ACTIVITY> Stop after the line containing "use crate::wire::WireCommand;": print each line exactly from the first line of the listing up to that point.

START MATERIAL FOR THIS TASK

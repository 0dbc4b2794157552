//! Event buffers handed to functions while they decode, reset or act.
//!
//! Decode and reset only receive [`Notifications`]. Actions receive an
//! [`ActionContext`], which adds the [`Outbox`]. A decode path therefore has
//! no way to send a wire command, which rules out feedback loops between the
//! simulator echo and the outbound path.

use serde::Serialize;

use crate::binding::{BindingAddress, BindingValue, BindingValueUnit, ValueDescriptor};
use crate::wire::WireCommand;

/// Why a value changed.
#[derive(Debug, Clone, Copy, PartialEq, Eq, Hash, Serialize)]
#[serde(rename_all = "snake_case")]
pub enum ChangeOrigin {
    /// Decoded from inbound simulator data.
    Network,
    /// Optimistic local update made by an action.
    Action,
    /// Forced back to unknown after losing the remote.
    Reset,
}

/// Something host automation may want to observe.
#[derive(Debug, Clone, PartialEq, Serialize)]
#[serde(tag = "event", rename_all = "snake_case")]
pub enum BindingEvent {
    ValueChanged {
        address: BindingAddress,
        value: BindingValue,
        origin: ChangeOrigin,
    },
    TriggerFired {
        address: BindingAddress,
        value: BindingValue,
    },
}

impl BindingEvent {
    pub fn address(&self) -> &BindingAddress {
        match self {
            BindingEvent::ValueChanged { address, .. } | BindingEvent::TriggerFired { address, .. } => {
                address
            }
        }
    }
}

/// Collects value changes and trigger firings.
#[derive(Debug, Default)]
pub struct Notifications {
    events: Vec<BindingEvent>,
}

impl Notifications {
    pub fn new() -> Self {
        Self::default()
    }

    pub fn push(&mut self, event: BindingEvent) {
        self.events.push(event);
    }

    pub fn fire(&mut self, address: BindingAddress, value: BindingValue) {
        self.events.push(BindingEvent::TriggerFired { address, value });
    }

    pub fn events(&self) -> &[BindingEvent] {
        &self.events
    }

    pub fn is_empty(&self) -> bool {
        self.events.is_empty()
    }

    pub fn len(&self) -> usize {
        self.events.len()
    }

    pub fn drain(&mut self) -> std::vec::Drain<'_, BindingEvent> {
        self.events.drain(..)
    }

    pub fn clear(&mut self) {
        self.events.clear();
    }
}

/// Wire commands composed by an action, in send order.
#[derive(Debug, Default)]
pub struct Outbox {
    commands: Vec<WireCommand>,
}

impl Outbox {
    pub fn new() -> Self {
        Self::default()
    }

    pub fn send(&mut self, command: WireCommand) {
        self.commands.push(command);
    }

    pub fn commands(&self) -> &[WireCommand] {
        &self.commands
    }

    pub fn is_empty(&self) -> bool {
        self.commands.is_empty()
    }

    pub fn drain(&mut self) -> std::vec::Drain<'_, WireCommand> {
        self.commands.drain(..)
    }

    /// Rendered `C...` lines, mostly useful in tests.
    pub fn lines(&self) -> Vec<String> {
        self.commands.iter().map(ToString::to_string).collect()
    }
}

/// Everything an action may touch.
#[derive(Debug)]
pub struct ActionContext<'a> {
    pub notifications: &'a mut Notifications,
    pub outbox: &'a mut Outbox,
}

impl<'a> ActionContext<'a> {
    pub fn new(notifications: &'a mut Notifications, outbox: &'a mut Outbox) -> Self {
        Self {
            notifications,
            outbox,
        }
    }
}

/// Result of invoking an action.
#[derive(Debug, Clone, PartialEq, Eq, Serialize)]
#[serde(tag = "outcome", content = "reason", rename_all = "snake_case")]
pub enum ActionOutcome {
    Executed,
    /// Bad parameter or unsupported action; state is unchanged.
    Ignored(String),
}

impl ActionOutcome {
    pub fn ignored(reason: impl Into<String>) -> Self {
        ActionOutcome::Ignored(reason.into())
    }

    pub fn is_executed(&self) -> bool {
        matches!(self, ActionOutcome::Executed)
    }
}

/// Storage for one exposed value.
///
/// Changes are only announced when the value actually differs, so repeated
/// identical updates from an every-frame element stay silent.
#[derive(Debug, Clone)]
pub struct ValueSlot {
    descriptor: ValueDescriptor,
    current: BindingValue,
}

impl ValueSlot {
    pub fn new(address: BindingAddress, unit: BindingValueUnit, description: impl Into<String>) -> Self {
        Self {
            descriptor: ValueDescriptor {
                address,
                unit,
                description: description.into(),
            },
            current: BindingValue::Empty,
        }
    }

    pub fn descriptor(&self) -> &ValueDescriptor {
        &self.descriptor
    }

    pub fn address(&self) -> &BindingAddress {
        &self.descriptor.address
    }

    pub fn get(&self) -> &BindingValue {
        &self.current
    }

    /// Stores `value`, announcing it when it changed. Returns whether it did.
    pub fn set(
        &mut self,
        value: BindingValue,
        origin: ChangeOrigin,
        notifications: &mut Notifications,
    ) -> bool {
        if self.current == value {
            return false;
        }
        self.current = value.clone();
        notifications.push(BindingEvent::ValueChanged {
            address: self.descriptor.address.clone(),
            value,
            origin,
        });
        true
    }

    /// Forces the value back to [`BindingValue::Empty`].
    pub fn clear(&mut self, notifications: &mut Notifications) {
        self.set(BindingValue::Empty, ChangeOrigin::Reset, notifications);
    }
}

#[cfg(test)]
mod tests {
    use super::*;

    fn slot() -> ValueSlot {
        ValueSlot::new(
            BindingAddress::new("Lights", "Taxi"),
            BindingValueUnit::Boolean,
            "taxi light",
        )
    }

    #[test]
    fn test_set_announces_only_changes() {
        let mut notes = Notifications::new();
        let mut value = slot();

        assert!(value.set(true.into(), ChangeOrigin::Network, &mut notes));
        assert!(!value.set(true.into(), ChangeOrigin::Network, &mut notes));
        assert_eq!(notes.len(), 1);
        assert_eq!(value.get(), &BindingValue::Bool(true));
    }

    #[test]
    fn test_clear_is_idempotent() {
        let mut notes = Notifications::new();
        let mut value = slot();
        value.set(false.into(), ChangeOrigin::Network, &mut notes);
        notes.clear();

        value.clear(&mut notes);
        value.clear(&mut notes);
        assert_eq!(notes.len(), 1);
        assert!(value.get().is_empty());
        assert!(matches!(
            notes.events().first(),
            Some(BindingEvent::ValueChanged {
                origin: ChangeOrigin::Reset,
                ..
            })
        ));
    }

    #[test]
    fn test_outbox_lines() {
        let mut outbox = Outbox::new();
        outbox.send(WireCommand::new("1", "2", "3"));
        assert_eq!(outbox.lines(), vec!["C1,2,3".to_string()]);
    }
}
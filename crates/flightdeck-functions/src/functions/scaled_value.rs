//! Gauges: raw wire scalars converted to engineering units.

use flightdeck_calibration::{CalibrationPoint, CalibrationPointCollection};
use serde::{Deserialize, Serialize};

use crate::binding::{BindingValue, BindingValueUnit, ValueDescriptor};
use crate::context::{ChangeOrigin, Notifications, ValueSlot};
use crate::element::DataElement;
use crate::error::{FunctionError, FunctionResult};
use crate::function::{FunctionIdentity, NetworkFunction};
use crate::functions::{require_element, require_finite};
use crate::wire::parse_wire_f64;

/// How a raw value becomes an engineering value.
#[derive(Debug, Clone, PartialEq, Serialize, Deserialize)]
#[serde(tag = "mode", rename_all = "snake_case")]
pub enum ValueScaling {
    /// `raw * scale + base`.
    Linear {
        #[serde(default = "unit_scale")]
        scale: f64,
        #[serde(default)]
        base: f64,
    },
    /// Piecewise-linear table.
    Calibration { points: Vec<CalibrationPoint> },
}

fn unit_scale() -> f64 {
    1.0
}

impl Default for ValueScaling {
    fn default() -> Self {
        ValueScaling::Linear {
            scale: 1.0,
            base: 0.0,
        }
    }
}

#[derive(Debug, Clone, PartialEq, Serialize, Deserialize)]
pub struct ScaledValueConfig {
    #[serde(flatten)]
    pub identity: FunctionIdentity,
    pub element: DataElement,
    #[serde(default)]
    pub scaling: ValueScaling,
    #[serde(default)]
    pub unit: BindingValueUnit,
}

#[derive(Debug, Clone)]
enum Transform {
    Linear { scale: f64, base: f64 },
    Table(CalibrationPointCollection),
}

impl Transform {
    fn build(identity: &FunctionIdentity, scaling: ValueScaling) -> FunctionResult<Self> {
        match scaling {
            ValueScaling::Linear { scale, base } => {
                require_finite(identity, "scale", scale)?;
                require_finite(identity, "base", base)?;
                Ok(Transform::Linear { scale, base })
            }
            ValueScaling::Calibration { points } => CalibrationPointCollection::new(points)
                .map(Transform::Table)
                .map_err(|source| FunctionError::Calibration {
                    function: identity.local_key(),
                    source,
                }),
        }
    }

    fn apply(&self, raw: f64) -> f64 {
        match self {
            Transform::Linear { scale, base } => raw * scale + base,
            Transform::Table(table) => table.interpolate(raw),
        }
    }
}

/// Numeric gauge reading.
#[derive(Debug)]
pub struct ScaledNetworkValue {
    identity: FunctionIdentity,
    element: DataElement,
    transform: Transform,
    value: ValueSlot,
}

impl ScaledNetworkValue {
    /// # Errors
    ///
    /// Fails for blank names, non-finite linear factors, or an invalid table.
    pub fn new(config: ScaledValueConfig) -> FunctionResult<Self> {
        let ScaledValueConfig {
            identity,
            element,
            scaling,
            unit,
        } = config;
        identity.validate()?;
        require_element(&identity, &element)?;
        let transform = Transform::build(&identity, scaling)?;
        let description = if identity.description.is_empty() {
            format!("Current {}", identity.name)
        } else {
            identity.description.clone()
        };
        let value = ValueSlot::new(identity.address(), unit, description);
        Ok(Self {
            identity,
            element,
            transform,
            value,
        })
    }

    /// Converted value for a raw reading, without storing it.
    pub fn convert(&self, raw: f64) -> f64 {
        self.transform.apply(raw)
    }

    fn decode(&mut self, value: &str, notifications: &mut Notifications) -> Option<f64> {
        let raw = parse_wire_f64(value)?;
        let converted = self.transform.apply(raw);
        self.value
            .set(converted.into(), ChangeOrigin::Network, notifications);
        Some(raw)
    }
}

impl NetworkFunction for ScaledNetworkValue {
    fn identity(&self) -> &FunctionIdentity {
        &self.identity
    }

    fn data_elements(&self) -> Vec<DataElement> {
        vec![self.element.clone()]
    }

    fn process_network_data(&mut self, id: &str, value: &str, notifications: &mut Notifications) {
        if id == self.element.id {
            self.decode(value, notifications);
        }
    }

    fn reset(&mut self, notifications: &mut Notifications) {
        self.value.clear(notifications);
    }

    fn values(&self) -> Vec<(ValueDescriptor, BindingValue)> {
        vec![(self.value.descriptor().clone(), self.value.get().clone())]
    }
}

/// Scaled gauge that also exposes the untransformed number as `raw`.
#[derive(Debug)]
pub struct DualNetworkValue {
    scaled: ScaledNetworkValue,
    raw: ValueSlot,
}

impl DualNetworkValue {
    /// # Errors
    ///
    /// Same as [`ScaledNetworkValue::new`].
    pub fn new(config: ScaledValueConfig) -> FunctionResult<Self> {
        let scaled = ScaledNetworkValue::new(config)?;
        let raw = ValueSlot::new(
            scaled.identity.sub_address("raw"),
            BindingValueUnit::Numeric,
            "Raw value before calibration",
        );
        Ok(Self { scaled, raw })
    }
}

impl NetworkFunction for DualNetworkValue {
    fn identity(&self) -> &FunctionIdentity {
        &self.scaled.identity
    }

    fn data_elements(&self) -> Vec<DataElement> {
        self.scaled.data_elements()
    }

    fn process_network_data(&mut self, id: &str, value: &str, notifications: &mut Notifications) {
        if id != self.scaled.element.id {
            return;
        }
        if let Some(raw) = self.scaled.decode(value, notifications) {
            self.raw.set(raw.into(), ChangeOrigin::Network, notifications);
        }
    }

    fn reset(&mut self, notifications: &mut Notifications) {
        self.scaled.reset(notifications);
        self.raw.clear(notifications);
    }

    fn values(&self) -> Vec<(ValueDescriptor, BindingValue)> {
        let mut values = self.scaled.values();
        values.push((self.raw.descriptor().clone(), self.raw.get().clone()));
        values
    }
}

#[cfg(test)]
mod tests {
    use super::*;

    type TestResult = Result<(), Box<dyn std::error::Error>>;

    fn airspeed() -> ScaledValueConfig {
        ScaledValueConfig {
            identity: FunctionIdentity::new("Flight Instruments", "IAS"),
            element: DataElement::new("51").with_format("%0.4f").every_frame(true),
            scaling: ValueScaling::Calibration {
                points: vec![
                    CalibrationPoint::new(0.0, 0.0),
                    CalibrationPoint::new(0.5, 200.0),
                    CalibrationPoint::new(1.0, 600.0),
                ],
            },
            unit: BindingValueUnit::Knots,
        }
    }

    fn first_value(function: &dyn NetworkFunction) -> Option<BindingValue> {
        function.values().first().map(|(_, v)| v.clone())
    }

    #[test]
    fn test_calibrated_decode() -> TestResult {
        let mut gauge = ScaledNetworkValue::new(airspeed())?;
        let mut notes = Notifications::new();
        gauge.process_network_data("51", "0.75", &mut notes);
        assert_eq!(first_value(&gauge), Some(BindingValue::Double(400.0)));
        gauge.process_network_data("51", "x", &mut notes);
        assert_eq!(first_value(&gauge), Some(BindingValue::Double(400.0)));
        Ok(())
    }

    #[test]
    fn test_linear_decode() -> TestResult {
        let mut gauge = ScaledNetworkValue::new(ScaledValueConfig {
            identity: FunctionIdentity::new("Engine", "RPM"),
            element: DataElement::new("52"),
            scaling: ValueScaling::Linear {
                scale: 100.0,
                base: 5.0,
            },
            unit: BindingValueUnit::Percent,
        })?;
        let mut notes = Notifications::new();
        gauge.process_network_data("52", "0.5", &mut notes);
        assert_eq!(first_value(&gauge), Some(BindingValue::Double(55.0)));
        Ok(())
    }

    #[test]
    fn test_dual_exposes_raw() -> TestResult {
        let mut gauge = DualNetworkValue::new(airspeed())?;
        let mut notes = Notifications::new();
        gauge.process_network_data("51", "0.25", &mut notes);
        let values = gauge.values();
        assert_eq!(values.len(), 2);
        assert_eq!(values.get(1).map(|(d, _)| d.address.to_string()).as_deref(), Some("Flight Instruments.IAS.raw"));
        assert_eq!(values.get(1).map(|(_, v)| v.clone()), Some(BindingValue::Double(0.25)));
        assert_eq!(values.first().map(|(_, v)| v.clone()), Some(BindingValue::Double(100.0)));

        gauge.reset(&mut notes);
        assert!(gauge.values().iter().all(|(_, v)| v.is_empty()));
        Ok(())
    }

    #[test]
    fn test_invalid_table_is_calibration_error() {
        let mut config = airspeed();
        config.scaling = ValueScaling::Calibration { points: Vec::new() };
        assert!(matches!(
            ScaledNetworkValue::new(config),
            Err(FunctionError::Calibration { .. })
        ));
    }
}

END MATERIAL FOR THIS TASK

TASK OUTPUT>
repository 0dbc4b2794157552
//! Event buffers handed to functions while they decode, reset or act.
//!
//! Decode and reset only receive [`Notifications`]. Actions receive an
//! [`ActionContext`], which adds the [`Outbox`]. A decode path therefore has
//! no way to send a wire command, which rules out feedback loops between the
//! simulator echo and the outbound path.

use serde::Serialize;

use crate::binding::{BindingAddress, BindingValue, BindingValueUnit, ValueDescriptor};
use crate::wire::WireCommand;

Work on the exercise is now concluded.